OTel log bridge: When OTEL_LOGS_ENABLED=true, the agent automatically bridges zap to the OTel LoggerProvider via otelzap. All log entries are exported via OTLP alongside traces and metrics. The bridge also sets native TraceID/SpanID on log records (via context.Context passed as a zapcore.SkipType field), enabling automatic Logs<->Traces linking in SigNoz and other backends. No code changes needed — agent.Init() sets it up automatically.

Baggage
import "github.com/RodolfoBonis/go-otel-agent/helper"

// Set baggage (propagated across service boundaries)
ctx = helper.SetBaggage(ctx, "tenant.id", "org-123")

// Get baggage
tenantID := helper.GetBaggage(ctx, "tenant.id") // "org-123"
Integration: Gin Middleware
import "github.com/RodolfoBonis/go-otel-agent/integration/ginmiddleware"

// Basic usage
r.Use(ginmiddleware.New(agent, "my-api"))

// With custom filter
r.Use(ginmiddleware.New(agent, "my-api",
    ginmiddleware.WithFilter(func(r *http.Request) bool {
        return r.URL.Path != "/custom-exclude"
    }),
))

// Health handlers
r.GET("/health", ginmiddleware.HealthHandler(agent))
r.GET("/ready", ginmiddleware.ReadinessHandler(agent))

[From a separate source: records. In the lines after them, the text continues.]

/// LLM decorators for adding functionality to base LLM implementations.
///
/// Decorators implement the `LLM` trait themselves and wrap another
/// implementation, adding their behaviour transparently.
///
/// # Available Decorators
///
/// - **Retry**: bounded exponential backoff on transient upstream failures
pub mod retry;

pub use retry::{
    AttemptOutcome, CallAttempt, RetryReport, RetryingLLM, perform_with_retry,
    perform_with_retry_report,
};
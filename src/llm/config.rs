use std::time::Duration;

use crate::llm::classify::TransientSignals;

/// Configuration for the retrying caller.
///
/// The delay before attempt `n + 1` is `initial_delay * multiplier^(n - 1)`,
/// so with the defaults the upstream is called at 0 ms, 2000 ms and 5000 ms.
#[derive(Debug, Clone, PartialEq)]
pub struct RetryPolicy {
    /// Maximum number of invocations, including the first one. Values below 1
    /// are treated as 1.
    pub max_attempts: usize,
    /// Delay before the second attempt.
    pub initial_delay: Duration,
    /// Factor applied to the delay after every transient failure. Values
    /// below 1.0 are treated as 1.0 so delays never shrink.
    pub multiplier: f64,
    /// Failure messages that are worth retrying.
    pub transient: TransientSignals,
}

impl Default for RetryPolicy {
    /// 3 attempts, 2 second initial delay, x1.5 backoff, overload signals only.
    fn default() -> Self {
        Self {
            max_attempts: 3,
            initial_delay: Duration::from_millis(2000),
            multiplier: 1.5,
            transient: TransientSignals::default(),
        }
    }
}

impl RetryPolicy {
    /// Create a new retry policy with custom parameters and the default signals.
    pub fn new(max_attempts: usize, initial_delay: Duration, multiplier: f64) -> Self {
        Self {
            max_attempts,
            initial_delay,
            multiplier,
            transient: TransientSignals::default(),
        }
    }

    /// A single attempt and no retries.
    pub fn disabled() -> Self {
        Self::new(1, Duration::ZERO, 1.0)
    }

    /// Also retry rate-limit failures.
    pub fn retry_rate_limits(mut self) -> Self {
        self.transient = self.transient.with_rate_limits();
        self
    }

    /// Also retry network timeouts and dropped connections.
    pub fn retry_network_errors(mut self) -> Self {
        self.transient = self.transient.with_network_errors();
        self
    }

    /// The number of invocations this policy allows, never less than one.
    pub fn attempts(&self) -> usize {
        self.max_attempts.max(1)
    }

    /// Whether this policy allows more than one invocation.
    pub fn retries_enabled(&self) -> bool {
        self.attempts() > 1
    }

    /// The sleeps between consecutive attempts, `attempts() - 1` entries long.
    pub fn delays(&self) -> Vec<Duration> {
        let multiplier = if self.multiplier.is_finite() {
            self.multiplier.max(1.0)
        } else {
            1.0
        };
        std::iter::successors(Some(self.initial_delay), |delay| {
            let nanos = (delay.as_nanos() as f64 * multiplier).round();
            Some(Duration::from_nanos(nanos.min(u64::MAX as f64) as u64))
        })
        .take(self.attempts() - 1)
        .collect()
    }
}

#[cfg(test)]
mod tests {
    use super::*;

    #[test]
    fn test_default_policy() {
        let policy = RetryPolicy::default();
        assert_eq!(policy.max_attempts, 3);
        assert_eq!(policy.initial_delay, Duration::from_millis(2000));
        assert_eq!(policy.multiplier, 1.5);
        assert!(policy.transient.matches("503 overloaded"));
    }

    #[test]
    fn test_default_delay_schedule() {
        let policy = RetryPolicy::default();
        assert_eq!(
            policy.delays(),
            vec![Duration::from_millis(2000), Duration::from_millis(3000)]
        );
    }

    #[test]
    fn test_delays_follow_multiplier() {
        let policy = RetryPolicy::new(5, Duration::from_millis(100), 2.0);
        assert_eq!(
            policy.delays(),
            vec![
                Duration::from_millis(100),
                Duration::from_millis(200),
                Duration::from_millis(400),
                Duration::from_millis(800),
            ]
        );
    }

    #[test]
    fn test_shrinking_multiplier_is_clamped() {
        let policy = RetryPolicy::new(3, Duration::from_millis(100), 0.5);
        assert_eq!(
            policy.delays(),
            vec![Duration::from_millis(100), Duration::from_millis(100)]
        );
    }

    #[test]
    fn test_zero_attempts_still_invokes_once() {
        let policy = RetryPolicy::new(0, Duration::from_millis(100), 1.5);
        assert_eq!(policy.attempts(), 1);
        assert!(policy.delays().is_empty());
        assert!(!policy.retries_enabled());
    }

    #[test]
    fn test_disabled_policy() {
        let policy = RetryPolicy::disabled();
        assert_eq!(policy.attempts(), 1);
        assert!(!policy.retries_enabled());
    }

    #[test]
    fn test_retry_rate_limits() {
        let policy = RetryPolicy::default().retry_rate_limits();
        assert!(policy.transient.matches("[429 Too Many Requests]"));
    }

    #[test]
    fn test_retry_network_errors() {
        let policy = RetryPolicy::default();
        assert!(!policy.transient.matches("connection reset by peer"));
        let policy = policy.retry_network_errors();
        assert!(policy.transient.matches("connection reset by peer"));
        assert!(policy.transient.matches("503 overloaded"));
    }
}
// Prompt templates for every feature.
//
// The layout of each prompt is assembled once with `prompt-crafter`, then
// registered with the template engine so request fields are interpolated
// per call.

use prompt_crafter::{
    Checklist, Guidance, Instruction, NumberedSections, Persona, Prompt as CraftedPrompt,
    Section,
};
use serde::Serialize;

use crate::utils::{TEngine, TEngineError};

/// The prompts known to the [`PromptBook`].
#[derive(Debug, Clone, Copy, PartialEq, Eq, Hash)]
pub enum PromptKind {
    Chat,
    Image,
    ImageDescription,
    Animation,
    CartoonStory,
    Advertisement,
    PhotoTransform,
    PhotoAnalysis,
    PhotoGuide,
    PhotoText,
}

impl PromptKind {
    const ALL: [PromptKind; 10] = [
        PromptKind::Chat,
        PromptKind::Image,
        PromptKind::ImageDescription,
        PromptKind::Animation,
        PromptKind::CartoonStory,
        PromptKind::Advertisement,
        PromptKind::PhotoTransform,
        PromptKind::PhotoAnalysis,
        PromptKind::PhotoGuide,
        PromptKind::PhotoText,
    ];

    fn template_name(self) -> &'static str {
        match self {
            PromptKind::Chat => "chat",
            PromptKind::Image => "image",
            PromptKind::ImageDescription => "image_description",
            PromptKind::Animation => "animation",
            PromptKind::CartoonStory => "cartoon_story",
            PromptKind::Advertisement => "advertisement",
            PromptKind::PhotoTransform => "photo_transform",
            PromptKind::PhotoAnalysis => "photo_analysis",
            PromptKind::PhotoGuide => "photo_guide",
            PromptKind::PhotoText => "photo_text",
        }
    }

    fn layout(self) -> CraftedPrompt {
        match self {
            PromptKind::Chat => CraftedPrompt::builder()
                .add(Persona::new(
                    "You are a helpful AI assistant. Respond naturally in a conversational way to: {{message}}",
                ))
                .add(Guidance::new(
                    "Provide a clear, helpful response without any asterisks, markdown formatting, or special symbols. Use simple conversational language like you're talking to a friend.",
                ))
                .build(),
            PromptKind::Image => CraftedPrompt::builder()
                .add(Instruction::new("Generate an image of: \"{{prompt}}\""))
                .add(Checklist::new(
                    "Make it a single high quality picture with:",
                    &[
                        "A clear subject and a balanced composition",
                        "Natural lighting and a coherent color palette",
                        "Fine detail in textures and materials",
                    ],
                ))
                .build(),
            PromptKind::ImageDescription => CraftedPrompt::builder()
                .add(Instruction::new(
                    "Create a vivid, detailed, and creative description of this image concept: \"{{prompt}}\"",
                ))
                .add(Checklist::new(
                    "Describe it as if you're painting a picture with words. Include:",
                    &[
                        "Visual details and composition",
                        "Colors, lighting, and atmosphere",
                        "Textures and materials",
                        "Emotions and mood",
                        "Artistic style suggestions",
                    ],
                ))
                .add(Guidance::new(
                    "Make it so descriptive that someone could almost see the image just from your words. Use engaging, conversational language without any formatting symbols.",
                ))
                .build(),
            PromptKind::Animation => CraftedPrompt::builder()
                .add(Instruction::new(
                    "Help me create an animation concept for: \"{{prompt}}\"",
                ))
                .add(Checklist::new(
                    "Describe this animation in a friendly, conversational way. Include:",
                    &[
                        "What the animation would look like",
                        "How characters would move and interact",
                        "The overall style and mood",
                        "Duration and key scenes",
                    ],
                ))
                .add(Guidance::new(
                    "Talk about it like you're explaining an exciting animation idea to a friend. Keep it simple and engaging without any special formatting.",
                ))
                .build(),
            PromptKind::CartoonStory => CraftedPrompt::builder()
                .add(Instruction::new(
                    "Help me create a fun cartoon story about: \"{{story}}\"",
                ))
                .add(Checklist::new(
                    "Tell me this story in a friendly, engaging way like you're sharing it with friends. Include:",
                    &[
                        "Interesting characters and what they're like",
                        "What happens in the story",
                        "Fun dialogue and interactions",
                        "A satisfying ending",
                    ],
                ))
                .add(Guidance::new(
                    "Make it entertaining and easy to follow. Just tell the story naturally without any special formatting or symbols.",
                ))
                .build(),
            PromptKind::Advertisement => CraftedPrompt::builder()
                .add(Instruction::new(
                    "Help me create a marketing campaign for: {{product}}{{#if brand}} from {{brand}}{{/if}}",
                ))
                .add(Checklist::new(
                    "Create an engaging advertisement that includes:",
                    &[
                        "A catchy headline that grabs attention",
                        "Key benefits and features",
                        "Who this product is perfect for",
                        "A strong call-to-action",
                    ],
                ))
                .add(Guidance::new(
                    "Write it in a conversational, persuasive style like you're explaining why someone should try this product. Keep it natural and engaging without any special formatting.",
                ))
                .build(),
            PromptKind::PhotoTransform => CraftedPrompt::builder()
                .add(Instruction::new(
                    "Transform the attached photo based on: \"{{description}}\" into {{era}} style with {{style}} characteristics.",
                ))
                .add(Checklist::new(
                    "Keep the people, their poses and the composition recognisable. Change:",
                    &[
                        "Clothing, accessories and hairstyles to fit {{era}}",
                        "The background and setting to match the period",
                        "Lighting, color grading and texture for a {{style}} look",
                    ],
                ))
                .add(Guidance::new("Return the transformed photo as an image."))
                .build(),
            PromptKind::PhotoAnalysis => CraftedPrompt::builder()
                .add(Persona::new(
                    "You are a photo analysis and transformation AI. Analyze this image and create a detailed description for transforming it based on: \"{{description}}\" in {{era}} style with {{style}} characteristics.",
                ))
                .add(Checklist::new(
                    "Provide a comprehensive analysis that includes:",
                    &[
                        "Detailed description of current image elements",
                        "How to transform clothing and appearance for the era",
                        "Background and setting modifications needed",
                        "Lighting and mood adjustments for authenticity",
                        "Color palette appropriate for the time period",
                        "Artistic style techniques for {{style}} appearance",
                    ],
                ))
                .add(Guidance::new(
                    "Focus specifically on photo transformation and historical accuracy. Format as a detailed transformation description.",
                ))
                .build(),
            PromptKind::PhotoGuide => CraftedPrompt::builder()
                .add(Instruction::new(
                    "Based on the uploaded image, create a comprehensive transformation guide for {{era}} {{style}} style:",
                ))
                .add(Instruction::new("{{analysis}}"))
                .add(Instruction::new(
                    "Now provide specific instructions for how this transformation would be achieved:",
                ))
                .add(NumberedSections::new(vec![
                    Section::new(
                        "CLOTHING & FASHION",
                        &[
                            "What period-appropriate clothing would replace current items",
                            "Specific garments, accessories, and styling for {{era}}",
                            "Color palette and fabric choices authentic to the era",
                        ],
                    ),
                    Section::new(
                        "HAIRSTYLE & MAKEUP",
                        &[
                            "Period-appropriate hairstyling for {{era}}",
                            "Makeup trends and techniques of that time",
                            "Facial hair styles if applicable",
                        ],
                    ),
                    Section::new(
                        "BACKGROUND & SETTING",
                        &[
                            "Environment that matches {{era}}",
                            "Architecture, furniture, and decorative elements",
                            "Lighting style typical of the period",
                        ],
                    ),
                    Section::new(
                        "ARTISTIC STYLE",
                        &[
                            "{{style}} characteristics and techniques",
                            "Color grading and visual effects",
                            "Overall aesthetic approach",
                        ],
                    ),
                ]))
                .add(Guidance::new(
                    "Make this transformation guide detailed and practical, as if someone could use it to recreate the look.",
                ))
                .build(),
            PromptKind::PhotoText => CraftedPrompt::builder()
                .add(Instruction::new(
                    "Help me transform a photo with this description: \"{{description}}\"",
                ))
                .add(Instruction::new(
                    "Transform it into {{era}} style with {{style}} characteristics.",
                ))
                .add(Checklist::new(
                    "Describe how this transformation would look in a friendly, conversational way. Talk about:",
                    &[
                        "How the clothing and appearance would change",
                        "What the background and setting would look like",
                        "The colors and lighting of that time period",
                        "The overall mood and feel",
                    ],
                ))
                .add(Guidance::new(
                    "Explain it like you're helping someone visualize their photo in a different time period. Keep it simple and engaging without any special formatting.",
                ))
                .build(),
        }
    }
}

/// Every feature prompt, compiled once and rendered per request.
pub struct PromptBook {
    engine: TEngine,
}

impl PromptBook {
    pub fn new() -> Result<Self, TEngineError> {
        let mut engine = TEngine::new();
        for kind in PromptKind::ALL {
            engine.register_template_string(kind.template_name(), &kind.layout().render())?;
        }
        Ok(Self { engine })
    }

    pub fn render<T: Serialize>(&self, kind: PromptKind, data: &T) -> Result<String, TEngineError> {
        self.engine.render(kind.template_name(), data)
    }
}
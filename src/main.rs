use std::error::Error;
use std::sync::Arc;

use nanogate::config::{GatewayConfig, TextBackend};
use nanogate::gateway::Gateway;
use nanogate::llm::adapters::gemini_agent;
use nanogate::llm::gemini::DEFAULT_API_BASE;
use nanogate::llm::{GeminiClient, LLM};
use nanogate::server::{self, AppState, app_router};
use nanogate::shutdown::CtrlCShutdown;
use nanogate::telemetry::init_tracing;
use nanogate::utils::https::https_client;
use tokio::net::TcpListener;
use tracing::{error, info, warn};

#[tokio::main]
async fn main() -> Result<(), Box<dyn Error>> {
    // Load .env before the subscriber reads NANOGATE_LOG_FORMAT and RUST_LOG.
    dotenv::dotenv().ok();
    init_tracing();

    let config = GatewayConfig::from_env().inspect_err(|e| error!("{e}"))?;
    info!(
        text_model = %config.text_model,
        image_models = ?config.image_models,
        max_attempts = config.retry.attempts(),
        retry_candidates = config.retry_candidates,
        "Starting Nano Banana gateway"
    );

    let gemini = Arc::new(
        GeminiClient::new(https_client()?, &config.api_key, &config.text_model)
            .with_base_url(&config.api_base),
    );
    let text: Box<dyn LLM> = match config.text_backend {
        TextBackend::Rest => Box::new(gemini.clone()),
        TextBackend::Rig => {
            if config.api_base != DEFAULT_API_BASE {
                warn!("NANOGATE_API_BASE is ignored by the rig text backend");
            }
            Box::new(gemini_agent(&config.api_key, &config.text_model))
        }
    };

    let gateway = Gateway::new(
        text,
        Some(config.retry.clone()),
        gemini,
        config.selector()?,
    )?;
    let router = app_router(AppState::new(gateway));

    let listener = TcpListener::bind(config.listen_addr()).await?;
    server::serve(listener, router, Box::new(CtrlCShutdown::new())).await?;
    Ok(())
}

The middleware manages the full span lifecycle directly (no delegation to otelgin). It uses lazy initialization (sync.Once) to resolve the real TracerProvider and MeterProvider on the first request, solving the FX lifecycle ordering issue where ginmiddleware.New() runs during fx.Invoke but agent.Init() hasn't completed yet.

Span lifecycle:

tracer.Start → c.Next() → enrichSpan → defer span.End()

W3C trace context (traceparent, baggage) is extracted from incoming headers for distributed trace propagation.

Span attributes captured automatically:

Attribute Source
http.request.method, url.path, url.scheme, http.response.status_code OpenTelemetry semconv (set at span start)
http.route Gin registered route pattern (set post-handler)
server.address Service name
client.address c.ClientIP()
user_agent.original User-Agent header
http.request.content_length Request Content-Length
http.client_ip c.ClientIP() (enrichment)
http.request.id Gin context requestID
user.id, user.role Gin context (if set by auth middleware)
http.request.header.<name> Request headers (sensitive ones redacted)
http.response.header.<name> Response headers (sensitive ones redacted)
url.query Query string (sensitive params redacted)
http.request.body Request body (opt-in via OTEL_HTTP_CAPTURE_REQUEST_BODY)
http.response.body Response body (opt-in via OTEL_HTTP_CAPTURE_RESPONSE_BODY)
http.request.body.size Request content length
http.response.body.size Response body length

Response headers set by middleware:

Header Description
X-Trace-Id Current trace ID — useful for debugging and correlating logs

Error handling:

  • 5xx responses set span status to Error
  • 4xx/5xx responses record an exception event with type and message (configurable via OTEL_HTTP_RECORD_EXCEPTION_EVENTS)

PII protection:

  • Headers in OTEL_HTTP_SENSITIVE_HEADERS are always redacted (default: authorization, cookie, set-cookie, x-api-key, x-auth-token)
  • Query param values matching OTEL_PII_SENSITIVE_PATTERNS are redacted when scrubbing is enabled
  • Body content matching sensitive patterns is redacted when scrubbing is enabled

Metrics recorded:

  • http.server.request.duration (histogram, seconds)
  • http.server.request.total (counter)
  • http.server.errors.total (counter, 4xx/5xx)
Integration: GORM Database
import "github.com/RodolfoBonis/go-otel-agent/integration/gormplugin"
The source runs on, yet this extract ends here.